Work instruction:
Look through the entries below and return all lines including the word "CollectorMetrics".

────────────────────

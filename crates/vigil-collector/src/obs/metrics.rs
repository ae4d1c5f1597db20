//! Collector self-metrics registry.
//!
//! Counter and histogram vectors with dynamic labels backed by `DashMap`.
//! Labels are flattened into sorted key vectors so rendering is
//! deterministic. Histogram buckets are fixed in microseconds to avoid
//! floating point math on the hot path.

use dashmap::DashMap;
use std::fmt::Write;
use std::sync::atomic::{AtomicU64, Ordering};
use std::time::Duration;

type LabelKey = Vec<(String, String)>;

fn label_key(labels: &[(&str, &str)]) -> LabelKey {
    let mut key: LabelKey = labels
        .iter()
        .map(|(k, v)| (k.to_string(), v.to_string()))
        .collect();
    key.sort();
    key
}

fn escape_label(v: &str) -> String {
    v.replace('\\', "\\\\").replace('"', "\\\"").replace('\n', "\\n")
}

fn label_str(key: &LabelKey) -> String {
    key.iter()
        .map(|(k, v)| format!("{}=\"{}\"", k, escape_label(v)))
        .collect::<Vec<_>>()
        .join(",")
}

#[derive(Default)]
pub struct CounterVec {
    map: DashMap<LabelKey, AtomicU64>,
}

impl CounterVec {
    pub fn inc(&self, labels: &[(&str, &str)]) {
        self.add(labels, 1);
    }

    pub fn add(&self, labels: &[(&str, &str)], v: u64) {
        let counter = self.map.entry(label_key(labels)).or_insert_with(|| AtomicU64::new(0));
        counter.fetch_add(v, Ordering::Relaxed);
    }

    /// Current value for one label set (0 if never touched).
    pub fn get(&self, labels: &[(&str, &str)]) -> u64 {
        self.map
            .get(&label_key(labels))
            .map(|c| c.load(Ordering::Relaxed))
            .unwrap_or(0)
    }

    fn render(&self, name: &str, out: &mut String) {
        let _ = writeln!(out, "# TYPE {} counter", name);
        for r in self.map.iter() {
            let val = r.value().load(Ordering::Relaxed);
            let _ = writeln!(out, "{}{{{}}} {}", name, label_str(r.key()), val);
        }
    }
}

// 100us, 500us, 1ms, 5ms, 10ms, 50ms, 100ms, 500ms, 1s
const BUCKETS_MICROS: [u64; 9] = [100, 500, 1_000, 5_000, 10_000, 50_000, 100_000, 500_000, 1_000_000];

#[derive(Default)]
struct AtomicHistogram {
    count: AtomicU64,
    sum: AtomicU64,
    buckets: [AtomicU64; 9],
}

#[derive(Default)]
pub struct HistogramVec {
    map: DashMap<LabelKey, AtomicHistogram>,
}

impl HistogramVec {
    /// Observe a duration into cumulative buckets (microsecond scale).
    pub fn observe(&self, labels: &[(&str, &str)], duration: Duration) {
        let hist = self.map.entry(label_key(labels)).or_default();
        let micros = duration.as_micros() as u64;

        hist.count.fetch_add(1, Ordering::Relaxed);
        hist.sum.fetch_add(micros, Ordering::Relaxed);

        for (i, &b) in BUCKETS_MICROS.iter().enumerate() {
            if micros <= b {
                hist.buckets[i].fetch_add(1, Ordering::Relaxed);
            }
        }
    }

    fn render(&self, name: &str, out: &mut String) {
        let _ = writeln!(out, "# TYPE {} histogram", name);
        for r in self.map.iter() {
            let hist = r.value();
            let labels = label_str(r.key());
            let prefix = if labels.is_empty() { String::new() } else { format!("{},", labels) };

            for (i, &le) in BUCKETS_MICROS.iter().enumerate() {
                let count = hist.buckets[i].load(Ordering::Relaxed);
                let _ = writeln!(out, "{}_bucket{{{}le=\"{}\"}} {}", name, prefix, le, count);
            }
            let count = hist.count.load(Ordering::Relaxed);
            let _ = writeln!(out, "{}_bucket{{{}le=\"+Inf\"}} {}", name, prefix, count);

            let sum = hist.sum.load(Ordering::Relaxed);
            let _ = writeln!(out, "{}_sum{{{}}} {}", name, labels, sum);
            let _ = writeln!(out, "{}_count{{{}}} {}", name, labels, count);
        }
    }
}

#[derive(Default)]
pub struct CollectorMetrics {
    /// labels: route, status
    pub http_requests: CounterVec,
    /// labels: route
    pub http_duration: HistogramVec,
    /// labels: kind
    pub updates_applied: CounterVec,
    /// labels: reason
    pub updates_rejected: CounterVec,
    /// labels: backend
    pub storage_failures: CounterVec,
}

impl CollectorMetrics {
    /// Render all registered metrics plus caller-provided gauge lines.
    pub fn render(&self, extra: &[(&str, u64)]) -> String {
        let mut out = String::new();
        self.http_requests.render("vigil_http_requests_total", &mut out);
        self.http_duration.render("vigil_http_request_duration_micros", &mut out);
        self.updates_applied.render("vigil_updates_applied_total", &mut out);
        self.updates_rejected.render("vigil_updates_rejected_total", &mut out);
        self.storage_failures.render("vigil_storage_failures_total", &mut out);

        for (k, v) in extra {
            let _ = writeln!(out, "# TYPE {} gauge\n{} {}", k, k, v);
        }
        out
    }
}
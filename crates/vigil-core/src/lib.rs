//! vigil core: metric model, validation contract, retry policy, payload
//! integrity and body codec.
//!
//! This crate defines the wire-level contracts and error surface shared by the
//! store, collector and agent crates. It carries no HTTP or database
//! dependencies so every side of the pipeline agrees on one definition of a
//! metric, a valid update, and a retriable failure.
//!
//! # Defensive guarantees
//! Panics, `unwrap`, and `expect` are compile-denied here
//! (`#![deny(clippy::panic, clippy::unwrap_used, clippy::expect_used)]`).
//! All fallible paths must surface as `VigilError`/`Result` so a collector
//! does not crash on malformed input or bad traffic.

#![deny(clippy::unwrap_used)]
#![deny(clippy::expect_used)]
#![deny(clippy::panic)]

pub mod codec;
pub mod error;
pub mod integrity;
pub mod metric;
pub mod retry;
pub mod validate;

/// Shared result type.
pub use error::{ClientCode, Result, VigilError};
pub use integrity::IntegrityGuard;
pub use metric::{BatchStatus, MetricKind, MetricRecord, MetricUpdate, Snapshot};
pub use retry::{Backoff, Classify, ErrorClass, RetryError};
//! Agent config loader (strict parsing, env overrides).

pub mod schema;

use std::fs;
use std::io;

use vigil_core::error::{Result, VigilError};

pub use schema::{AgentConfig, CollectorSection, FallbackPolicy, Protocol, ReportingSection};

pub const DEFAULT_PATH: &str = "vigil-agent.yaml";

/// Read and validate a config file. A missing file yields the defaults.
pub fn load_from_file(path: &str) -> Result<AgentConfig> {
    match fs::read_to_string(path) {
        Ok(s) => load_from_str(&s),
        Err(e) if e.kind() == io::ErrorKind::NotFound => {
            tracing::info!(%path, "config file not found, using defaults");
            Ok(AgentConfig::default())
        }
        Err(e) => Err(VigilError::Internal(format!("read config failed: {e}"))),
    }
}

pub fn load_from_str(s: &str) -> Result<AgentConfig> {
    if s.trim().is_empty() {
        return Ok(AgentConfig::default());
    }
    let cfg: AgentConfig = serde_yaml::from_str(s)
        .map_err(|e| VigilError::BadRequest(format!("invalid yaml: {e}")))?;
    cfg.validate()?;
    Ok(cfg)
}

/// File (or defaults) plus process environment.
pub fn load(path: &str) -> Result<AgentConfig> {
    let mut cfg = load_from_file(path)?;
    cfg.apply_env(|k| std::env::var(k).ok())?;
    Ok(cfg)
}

────────────────────

Problem solution:
pub struct CollectorMetrics {
impl CollectorMetrics {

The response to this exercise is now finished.